__Provided data__:
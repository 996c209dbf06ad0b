#![deny(warnings)]

//! Core value objects for the round-feedback engine.
//!
//! This crate defines the serializable snapshots a round-closing job hands to
//! the engine, the result it gets back, and validation helpers callers run
//! before invoking the engine.

use serde::{Deserialize, Serialize};
use std::collections::{BTreeMap, HashMap};
use std::fmt;
use thiserror::Error;

/// Computed KPIs for one team in one round.
#[derive(Clone, Debug, Default, PartialEq, Serialize, Deserialize)]
#[serde(rename_all = "camelCase")]
pub struct RoundResult {
    /// Gross revenue in BRL.
    pub revenue: f64,
    /// Net profit in BRL (negative for a loss).
    pub profit: f64,
    /// Profit margin in percent (e.g. 16.0 = 16%).
    pub margin: f64,
    /// Market share in percent.
    pub market_share: f64,
    /// Return on investment in percent.
    pub roi: f64,
    /// Brand perception index in percent.
    pub brand_perception: f64,
    /// Customer satisfaction index in percent.
    pub customer_satisfaction: f64,
    /// Total costs in BRL.
    pub costs: f64,
}

/// One of the six levers a round outcome is attributed to.
#[derive(Clone, Copy, Debug, PartialEq, Eq, Hash, PartialOrd, Ord)]
pub enum EffectKey {
    Price,
    Product,
    Place,
    Promo,
    Competitor,
    Event,
}

impl EffectKey {
    /// Key under which the breakdown's `explanations` map stores this effect.
    pub fn as_str(self) -> &'static str {
        match self {
            EffectKey::Price => "priceEffect",
            EffectKey::Product => "productEffect",
            EffectKey::Place => "placeEffect",
            EffectKey::Promo => "promoEffect",
            EffectKey::Competitor => "competitorEffect",
            EffectKey::Event => "eventEffect",
        }
    }

    /// Human-readable lever name used in narrative bullets.
    pub fn label(self) -> &'static str {
        match self {
            EffectKey::Price => "Price",
            EffectKey::Product => "Product",
            EffectKey::Place => "Distribution",
            EffectKey::Promo => "Promotion",
            EffectKey::Competitor => "Competition",
            EffectKey::Event => "Market events",
        }
    }
}

/// Attribution of a round's outcome to marketing-mix levers.
///
/// Effects are fractional multipliers: `0.05` means +5%. A missing effect is
/// read as zero, but an explicit `0.0` is still a present value.
#[derive(Clone, Debug, Default, PartialEq, Serialize, Deserialize)]
#[serde(rename_all = "camelCase")]
pub struct SimulationBreakdown {
    #[serde(default)]
    pub price_effect: Option<f64>,
    #[serde(default)]
    pub product_effect: Option<f64>,
    #[serde(default)]
    pub place_effect: Option<f64>,
    #[serde(default)]
    pub promo_effect: Option<f64>,
    #[serde(default)]
    pub competitor_effect: Option<f64>,
    #[serde(default)]
    pub event_effect: Option<f64>,
    /// Free-text explanation per effect key (`"priceEffect"`, ...).
    #[serde(default)]
    pub explanations: HashMap<String, String>,
}

impl SimulationBreakdown {
    /// Value of one effect, defaulting to zero when absent.
    pub fn effect(&self, key: EffectKey) -> f64 {
        let v = match key {
            EffectKey::Price => self.price_effect,
            EffectKey::Product => self.product_effect,
            EffectKey::Place => self.place_effect,
            EffectKey::Promo => self.promo_effect,
            EffectKey::Competitor => self.competitor_effect,
            EffectKey::Event => self.event_effect,
        };
        v.unwrap_or(0.0)
    }

    /// All six effects in fixed order: price, product, place, promo, competitor, event.
    pub fn effects(&self) -> [(EffectKey, f64); 6] {
        [
            EffectKey::Price,
            EffectKey::Product,
            EffectKey::Place,
            EffectKey::Promo,
            EffectKey::Competitor,
            EffectKey::Event,
        ]
        .map(|k| (k, self.effect(k)))
    }

    pub fn explanation(&self, key: EffectKey) -> Option<&str> {
        self.explanations.get(key.as_str()).map(String::as_str)
    }
}

/// How hard rival teams pushed back this round.
#[derive(Clone, Copy, Debug, PartialEq, Eq, Serialize, Deserialize)]
#[serde(rename_all = "lowercase")]
pub enum ReactionLevel {
    Passive,
    Moderate,
    Aggressive,
}

/// Rival teams' reaction this round.
#[derive(Clone, Debug, PartialEq, Serialize, Deserialize)]
#[serde(rename_all = "camelCase")]
pub struct CompetitorResponse {
    pub reaction_level: ReactionLevel,
    #[serde(default)]
    pub explanation: Option<String>,
}

/// One active market event's effect. Multipliers are ratios around 1.0.
#[derive(Clone, Debug, Default, PartialEq, Serialize, Deserialize)]
#[serde(rename_all = "camelCase")]
pub struct EventImpact {
    pub event_type: String,
    pub event_title: String,
    #[serde(default)]
    pub revenue_multiplier: Option<f64>,
    #[serde(default)]
    pub cost_multiplier: Option<f64>,
    #[serde(default)]
    pub demand_multiplier: Option<f64>,
    #[serde(default)]
    pub explanation: Option<String>,
}

/// The team's submitted 4Ps decisions.
#[derive(Clone, Debug, Default, PartialEq, Serialize, Deserialize)]
#[serde(rename_all = "camelCase")]
pub struct MarketingDecision {
    pub price: f64,
    /// Budget per promotion channel in BRL.
    #[serde(default)]
    pub promotion_budgets: BTreeMap<String, f64>,
    #[serde(default)]
    pub distribution_channels: Vec<String>,
    #[serde(default)]
    pub product_quality: Option<String>,
}

impl MarketingDecision {
    pub fn total_promotion_budget(&self) -> f64 {
        self.promotion_budgets.values().sum()
    }
}

/// Everything the engine needs for one team in one round.
#[derive(Clone, Debug, PartialEq, Serialize, Deserialize)]
#[serde(rename_all = "camelCase")]
pub struct FeedbackInput {
    #[serde(default)]
    pub previous_result: Option<RoundResult>,
    pub current_result: RoundResult,
    #[serde(default)]
    pub decisions: Option<MarketingDecision>,
    #[serde(default)]
    pub simulation_breakdown: Option<SimulationBreakdown>,
    #[serde(default)]
    pub competitor_response: Option<CompetitorResponse>,
    #[serde(default)]
    pub event_impacts: Vec<EventImpact>,
    /// 1-based round number.
    pub round_number: u32,
    #[serde(default)]
    pub team_name: Option<String>,
}

impl FeedbackInput {
    /// Input with only the current result; all collaborators absent.
    pub fn new(current_result: RoundResult, round_number: u32) -> Self {
        Self {
            previous_result: None,
            current_result,
            decisions: None,
            simulation_breakdown: None,
            competitor_response: None,
            event_impacts: Vec::new(),
            round_number,
            team_name: None,
        }
    }

    pub fn with_previous(mut self, previous: RoundResult) -> Self {
        self.previous_result = Some(previous);
        self
    }

    pub fn with_breakdown(mut self, breakdown: SimulationBreakdown) -> Self {
        self.simulation_breakdown = Some(breakdown);
        self
    }

    pub fn with_competitor(mut self, competitor: CompetitorResponse) -> Self {
        self.competitor_response = Some(competitor);
        self
    }

    pub fn with_events(mut self, events: Vec<EventImpact>) -> Self {
        self.event_impacts = events;
        self
    }

    pub fn with_team(mut self, team_name: impl Into<String>) -> Self {
        self.team_name = Some(team_name.into());
        self
    }
}

/// Closed set of marketing-mix areas a recommendation targets.
#[derive(Clone, Copy, Debug, PartialEq, Eq, Hash, Serialize, Deserialize)]
pub enum MarketingArea {
    #[serde(rename = "Produto")]
    Product,
    #[serde(rename = "Preço")]
    Price,
    #[serde(rename = "Praça")]
    Place,
    #[serde(rename = "Promoção")]
    Promotion,
}

impl MarketingArea {
    pub const ALL: [MarketingArea; 4] = [
        MarketingArea::Product,
        MarketingArea::Price,
        MarketingArea::Place,
        MarketingArea::Promotion,
    ];

    pub fn label(self) -> &'static str {
        match self {
            MarketingArea::Product => "Produto",
            MarketingArea::Price => "Preço",
            MarketingArea::Place => "Praça",
            MarketingArea::Promotion => "Promoção",
        }
    }
}

impl fmt::Display for MarketingArea {
    fn fmt(&self, f: &mut fmt::Formatter<'_>) -> fmt::Result {
        f.write_str(self.label())
    }
}

/// One actionable suggestion.
#[derive(Clone, Debug, PartialEq, Eq, Serialize, Deserialize)]
#[serde(rename_all = "camelCase")]
pub struct FeedbackRecommendation {
    pub area: MarketingArea,
    /// Imperative sentence.
    pub action: String,
    /// Why, tied to the numbers that triggered it.
    pub rationale: String,
    /// Cost of following the advice versus ignoring it.
    pub tradeoff: String,
}

/// Tag identifying which generator produced a feedback object.
#[derive(Clone, Copy, Debug, PartialEq, Eq, Serialize, Deserialize)]
#[serde(rename_all = "snake_case")]
pub enum EngineVersion {
    V1Deterministic,
    V2Deterministic,
    FallbackDeterministic,
}

impl EngineVersion {
    pub fn as_str(self) -> &'static str {
        match self {
            EngineVersion::V1Deterministic => "v1_deterministic",
            EngineVersion::V2Deterministic => "v2_deterministic",
            EngineVersion::FallbackDeterministic => "fallback_deterministic",
        }
    }
}

impl fmt::Display for EngineVersion {
    fn fmt(&self, f: &mut fmt::Formatter<'_>) -> fmt::Result {
        f.write_str(self.as_str())
    }
}

/// Final output of one engine invocation.
#[derive(Clone, Debug, PartialEq, Serialize, Deserialize)]
#[serde(rename_all = "camelCase")]
pub struct GeneratedFeedback {
    pub summary: String,
    pub what_happened: Vec<String>,
    pub why_it_happened: Vec<String>,
    /// At most four, one per area.
    pub recommendations: Vec<FeedbackRecommendation>,
    /// ISO-8601 UTC timestamp, millisecond precision.
    pub generated_at: String,
    pub engine_version: EngineVersion,
}

/// Validation errors for engine inputs.
#[derive(Debug, Error, PartialEq)]
pub enum ValidationError {
    /// Numeric field must be finite.
    #[error("non-finite value in field `{field}`")]
    NonFinite { field: &'static str },
    /// Rounds are numbered from 1.
    #[error("round number {0} is out of range, rounds start at 1")]
    RoundOutOfRange(u32),
}

fn finite(field: &'static str, v: f64) -> Result<(), ValidationError> {
    if v.is_finite() {
        Ok(())
    } else {
        Err(ValidationError::NonFinite { field })
    }
}

fn finite_opt(field: &'static str, v: Option<f64>) -> Result<(), ValidationError> {
    v.map_or(Ok(()), |v| finite(field, v))
}

/// Validate that every KPI of a round result is finite.
pub fn validate_round_result(r: &RoundResult) -> Result<(), ValidationError> {
    finite("revenue", r.revenue)?;
    finite("profit", r.profit)?;
    finite("margin", r.margin)?;
    finite("marketShare", r.market_share)?;
    finite("roi", r.roi)?;
    finite("brandPerception", r.brand_perception)?;
    finite("customerSatisfaction", r.customer_satisfaction)?;
    finite("costs", r.costs)?;
    Ok(())
}

/// Validate that every present effect is finite.
pub fn validate_breakdown(b: &SimulationBreakdown) -> Result<(), ValidationError> {
    for (key, v) in b.effects() {
        finite(key.as_str(), v)?;
    }
    Ok(())
}

/// Validate that every present multiplier is finite.
pub fn validate_event(e: &EventImpact) -> Result<(), ValidationError> {
    finite_opt("revenueMultiplier", e.revenue_multiplier)?;
    finite_opt("costMultiplier", e.cost_multiplier)?;
    finite_opt("demandMultiplier", e.demand_multiplier)?;
    Ok(())
}

/// Validate a whole input, including the round number.
pub fn validate_input(input: &FeedbackInput) -> Result<(), ValidationError> {
    if input.round_number == 0 {
        return Err(ValidationError::RoundOutOfRange(input.round_number));
    }
    validate_round_result(&input.current_result)?;
    if let Some(prev) = &input.previous_result {
        validate_round_result(prev)?;
    }
    if let Some(b) = &input.simulation_breakdown {
        validate_breakdown(b)?;
    }
    for e in &input.event_impacts {
        validate_event(e)?;
    }
    Ok(())
}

__Task to complete__:
Gather all lines with the string "that" from the data.

__Solution for this problem__:
    /// Why, tied to the numbers that triggered it.
/// Validate that every KPI of a round result is finite.
/// Validate that every present effect is finite.
/// Validate that every present multiplier is finite.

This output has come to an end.